→ **Material shown**:

=====

//! Static notification catalog.
//!
//! Lists the minute offsets available per category and expands them into the
//! concrete windows for one period.

use serde::{Deserialize, Serialize};

use super::window::{Window, WindowKind};
use crate::timer::{PeriodType, MINUTE_MS};

#[derive(Debug, Clone, PartialEq, Eq, Serialize, Deserialize)]
pub struct NotificationCatalog {
    /// Minutes since the start of a period.
    #[serde(default = "default_elapsed")]
    pub elapsed: Vec<u64>,
    /// Minutes before the intended end.
    #[serde(default = "default_remaining")]
    pub remaining: Vec<u64>,
    /// Minutes past the intended end of work and fun periods.
    #[serde(default = "default_overtime")]
    pub overtime: Vec<u64>,
    /// Minutes past the intended end of breaks.
    #[serde(default = "default_overtime_break")]
    pub overtime_break: Vec<u64>,
}

fn default_elapsed() -> Vec<u64> {
    vec![6, 12, 18, 24, 30, 36, 42, 48, 54, 60, 72, 84, 96, 108, 120]
}
fn default_remaining() -> Vec<u64> {
    vec![1, 2, 3, 6, 12, 24]
}
fn default_overtime() -> Vec<u64> {
    vec![1, 2, 3, 6, 12, 24, 36, 48, 60]
}
fn default_overtime_break() -> Vec<u64> {
    vec![1, 2, 3, 5, 10, 15, 20, 30]
}

impl Default for NotificationCatalog {
    fn default() -> Self {
        Self {
            elapsed: default_elapsed(),
            remaining: default_remaining(),
            overtime: default_overtime(),
            overtime_break: default_overtime_break(),
        }
    }
}

impl NotificationCatalog {
    pub fn max_remaining_minutes(&self) -> u64 {
        self.remaining.iter().copied().max().unwrap_or(0)
    }

    /// Boundary between the elapsed-announcement phase and the
    /// remaining-announcement phase of a period.
    ///
    /// Short periods split at the midpoint; long ones at the point the largest
    /// remaining warning reaches back to.
    pub fn phase_threshold(&self, duration_ms: u64) -> u64 {
        let reach = self.max_remaining_minutes().saturating_mul(MINUTE_MS);
        (duration_ms / 2).max(duration_ms.saturating_sub(reach))
    }

    /// Every window for a period of intended `duration_ms`.
    ///
    /// Markers that would land outside the period (an elapsed marker at or
    /// past the end, a remaining warning at or before the start) are left out.
    pub fn windows(
        &self,
        duration_ms: u64,
        period_type: PeriodType,
        next_type: Option<PeriodType>,
    ) -> Vec<Window> {
        let mut windows = Vec::new();

        for &minutes in &self.elapsed {
            let target = minutes.saturating_mul(MINUTE_MS);
            if target > 0 && target < duration_ms {
                windows.push(Window::new(WindowKind::Elapsed { minutes }, target));
            }
        }

        for &minutes in &self.remaining {
            let offset = minutes.saturating_mul(MINUTE_MS);
            if offset > 0 && offset < duration_ms {
                windows.push(Window::new(
                    WindowKind::Remaining { minutes },
                    duration_ms - offset,
                ));
            }
        }

        let next = next_type.filter(|next| *next != period_type);
        windows.push(Window::new(WindowKind::TimesUp { next }, duration_ms));

        let (overtime, is_break) = match period_type {
            PeriodType::Break => (&self.overtime_break, true),
            PeriodType::Work | PeriodType::Fun => (&self.overtime, false),
        };
        for &minutes in overtime {
            if minutes == 0 {
                continue;
            }
            let kind = if is_break {
                WindowKind::OvertimeBreak { minutes }
            } else {
                WindowKind::Overtime { minutes }
            };
            windows.push(Window::new(
                kind,
                duration_ms.saturating_add(minutes.saturating_mul(MINUTE_MS)),
            ));
        }

        windows
    }
}

#[cfg(test)]
mod tests {
    use super::*;

    const MIN: u64 = MINUTE_MS;

    #[test]
    fn threshold_is_midpoint_for_short_periods() {
        let catalog = NotificationCatalog::default();
        assert_eq!(catalog.phase_threshold(48 * MIN), 24 * MIN);
        assert_eq!(catalog.phase_threshold(10 * MIN), 5 * MIN);
    }

    #[test]
    fn threshold_anchors_to_largest_remaining_for_long_periods() {
        let catalog = NotificationCatalog::default();
        assert_eq!(catalog.phase_threshold(120 * MIN), 96 * MIN);
    }

    #[test]
    fn windows_stay_inside_the_period() {
        let catalog = NotificationCatalog::default();
        let windows = catalog.windows(10 * MIN, PeriodType::Work, None);
        let keys: Vec<String> = windows.iter().map(Window::key).collect();
        assert!(keys.contains(&"elapsed_6".to_string()));
        assert!(!keys.contains(&"elapsed_12".to_string()));
        assert!(keys.contains(&"remaining_6".to_string()));
        assert!(!keys.contains(&"remaining_12".to_string()));
        assert!(keys.contains(&"timesup".to_string()));
        assert!(keys.contains(&"overtime_60".to_string()));
    }

    #[test]
    fn breaks_use_break_overtime_list() {
        let catalog = NotificationCatalog::default();
        let windows = catalog.windows(12 * MIN, PeriodType::Break, Some(PeriodType::Work));
        assert!(windows.iter().any(|w| w.key() == "overtime_break_5"));
        assert!(!windows.iter().any(|w| w.key().starts_with("overtime_1")));
        assert!(windows.iter().any(|w| w.key() == "timesup_work"));
    }

    #[test]
    fn same_type_next_period_uses_plain_timesup() {
        let catalog = NotificationCatalog::default();
        let windows = catalog.windows(12 * MIN, PeriodType::Work, Some(PeriodType::Work));
        assert!(windows.iter().any(|w| w.key() == "timesup"));
    }

    #[test]
    fn no_remaining_warnings_leaves_whole_period_to_elapsed_markers() {
        let catalog = NotificationCatalog {
            remaining: Vec::new(),
            ..NotificationCatalog::default()
        };
        assert_eq!(catalog.phase_threshold(240 * MIN), 240 * MIN);
    }
}
use clap::Subcommand;
use periodic_core::timer::MINUTE_MS;
use periodic_core::{Config, PeriodType};

#[derive(Subcommand)]
pub enum ConfigAction {
    /// Get a config value
    Get {
        /// Config key (e.g. "notifications.window_ms", "player.volume")
        key: String,
    },
    /// Set a config value
    Set {
        /// Config key
        key: String,
        /// New value; lists are given as JSON, e.g. "[1, 5, 10]"
        value: String,
    },
    /// List all config values
    List,
    /// Reset config to defaults
    Reset,
    /// Print the config file location
    Path,
    /// Check the config file without touching it
    Validate,
    /// Show the notification windows a period would get
    Windows {
        /// Intended duration in minutes
        #[arg(long, default_value_t = 48)]
        minutes: u64,
        /// Period type (work, break, fun)
        #[arg(long = "type", default_value = "work")]
        period_type: PeriodType,
        /// Type of the following period
        #[arg(long)]
        next: Option<PeriodType>,
    },
}

pub fn run(action: ConfigAction) -> Result<(), Box<dyn std::error::Error>> {
    match action {
        ConfigAction::Get { key } => {
            let config = Config::load()?;
            match config.get(&key) {
                Some(value) => println!("{value}"),
                None => {
                    eprintln!("unknown key: {key}");
                    std::process::exit(1);
                }
            }
        }
        ConfigAction::Set { key, value } => {
            let mut config = Config::load()?;
            config.set(&key, &value)?;
            println!("ok");
        }
        ConfigAction::List => {
            let config = Config::load()?;
            let json = serde_json::to_string_pretty(&config)?;
            println!("{json}");
        }
        ConfigAction::Reset => {
            let config = Config::default();
            config.save()?;
            println!("config reset to defaults");
        }
        ConfigAction::Path => {
            println!("{}", Config::path()?.display());
        }
        ConfigAction::Validate => {
            let path = Config::path()?;
            if !path.exists() {
                println!("{} does not exist, defaults apply", path.display());
                return Ok(());
            }
            let config = Config::load_from(&path)?;
            println!("ok ({} template periods)", config.template.len());
        }
        ConfigAction::Windows {
            minutes,
            period_type,
            next,
        } => {
            let config = Config::load()?;
            let catalog = &config.notifications.catalog;
            let duration_ms = minutes.saturating_mul(MINUTE_MS);
            let mut windows = catalog.windows(duration_ms, period_type, next);
            windows.sort_by_key(|w| (w.target_ms, std::cmp::Reverse(w.priority())));
            let listed: Vec<_> = windows
                .iter()
                .map(|w| {
                    serde_json::json!({
                        "key": w.key(),
                        "target_ms": w.target_ms,
                        "priority": w.priority(),
                        "in_phase": w.fits_phase(catalog.phase_threshold(duration_ms)),
                    })
                })
                .collect();
            let out = serde_json::json!({
                "duration_ms": duration_ms,
                "threshold_ms": catalog.phase_threshold(duration_ms),
                "windows": listed,
            });
            println!("{}", serde_json::to_string_pretty(&out)?);
        }
    }
    Ok(())
}
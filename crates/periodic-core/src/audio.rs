//! Audio player seam.
//!
//! The scheduler only decides which key should sound. Playing it is someone
//! else's job, and a failure there must never affect timer state.

use std::fs::File;
use std::io::BufReader;
use std::path::{Path, PathBuf};
use std::sync::{Arc, Mutex};

use rodio::{Decoder, OutputStream, OutputStreamHandle, Sink};
use tracing::debug;

use crate::error::PlaybackError;

pub trait AudioPlayer {
    /// Start playing the sound for `key`. Fire-and-forget: returning `Ok`
    /// means playback was launched, not that it finished.
    fn play(&mut self, key: &str) -> Result<(), PlaybackError>;
}

/// Plays nothing. Used when notifications are disabled.
#[derive(Debug, Clone, Copy, Default)]
pub struct NullPlayer;

impl AudioPlayer for NullPlayer {
    fn play(&mut self, _key: &str) -> Result<(), PlaybackError> {
        Ok(())
    }
}

/// Plays `<sound_dir>/<key>.<extension>` through the default output device.
///
/// The output stream is opened on the first sound and kept for the life of
/// the player; each sound gets its own detached sink so overlapping
/// notifications mix instead of queueing.
pub struct RodioPlayer {
    sound_dir: PathBuf,
    extension: String,
    volume: f32,
    output: Option<(OutputStream, OutputStreamHandle)>,
}

impl RodioPlayer {
    pub fn new(sound_dir: impl Into<PathBuf>, extension: impl Into<String>, volume: f32) -> Self {
        Self {
            sound_dir: sound_dir.into(),
            extension: extension.into(),
            volume: volume.clamp(0.0, 1.0),
            output: None,
        }
    }

    /// First existing sound file for `key`. A `timesup_<next>` key falls back
    /// to the plain `timesup` sound.
    pub fn sound_path(&self, key: &str) -> Result<PathBuf, PlaybackError> {
        let mut candidates = vec![key];
        if key.starts_with("timesup_") {
            candidates.push("timesup");
        }
        candidates
            .iter()
            .map(|k| self.file_for(k))
            .find(|p| p.is_file())
            .ok_or_else(|| PlaybackError::MissingSound {
                key: key.to_string(),
                path: self.file_for(key),
            })
    }

    fn file_for(&self, key: &str) -> PathBuf {
        Path::new(&self.sound_dir).join(format!("{key}.{}", self.extension))
    }

    /// Open and decode the sound for `key` without touching the output device.
    pub fn decode(&self, key: &str) -> Result<Decoder<BufReader<File>>, PlaybackError> {
        let path = self.sound_path(key)?;
        let file = File::open(&path).map_err(|source| PlaybackError::Open {
            path: path.clone(),
            source,
        })?;
        Decoder::new(BufReader::new(file)).map_err(|e| PlaybackError::Decode {
            path,
            message: e.to_string(),
        })
    }

    fn output(&mut self) -> Result<&OutputStreamHandle, PlaybackError> {
        if self.output.is_none() {
            let opened = OutputStream::try_default()
                .map_err(|e| PlaybackError::Output(e.to_string()))?;
            self.output = Some(opened);
        }
        match &self.output {
            Some((_, handle)) => Ok(handle),
            None => Err(PlaybackError::Output("output stream not open".into())),
        }
    }
}

impl AudioPlayer for RodioPlayer {
    fn play(&mut self, key: &str) -> Result<(), PlaybackError> {
        let source = self.decode(key)?;
        let volume = self.volume;
        let sink =
            Sink::try_new(self.output()?).map_err(|e| PlaybackError::Output(e.to_string()))?;
        sink.set_volume(volume);
        sink.append(source);
        sink.detach();
        debug!(key, "notification sound started");
        Ok(())
    }
}

/// Remembers every key it was asked to play. Clones share the record, so a
/// test can keep a handle after giving the player away.
#[derive(Debug, Clone, Default)]
pub struct RecordingPlayer {
    played: Arc<Mutex<Vec<String>>>,
    fail: bool,
}

impl RecordingPlayer {
    pub fn new() -> Self {
        Self::default()
    }

    /// A player that records the attempt and then reports failure.
    pub fn failing() -> Self {
        Self {
            fail: true,
            ..Self::default()
        }
    }

    pub fn played(&self) -> Vec<String> {
        self.played.lock().map(|p| p.clone()).unwrap_or_default()
    }
}

impl AudioPlayer for RecordingPlayer {
    fn play(&mut self, key: &str) -> Result<(), PlaybackError> {
        if let Ok(mut played) = self.played.lock() {
            played.push(key.to_string());
        }
        if self.fail {
            return Err(PlaybackError::Failed(format!("refusing to play {key}")));
        }
        Ok(())
    }
}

=====

→ **Goal of the exercise**:
Pull every line containing the word "priority" out of the material and copy it.

→ **Result of the task**:
            windows.sort_by_key(|w| (w.target_ms, std::cmp::Reverse(w.priority())));
                        "priority": w.priority(),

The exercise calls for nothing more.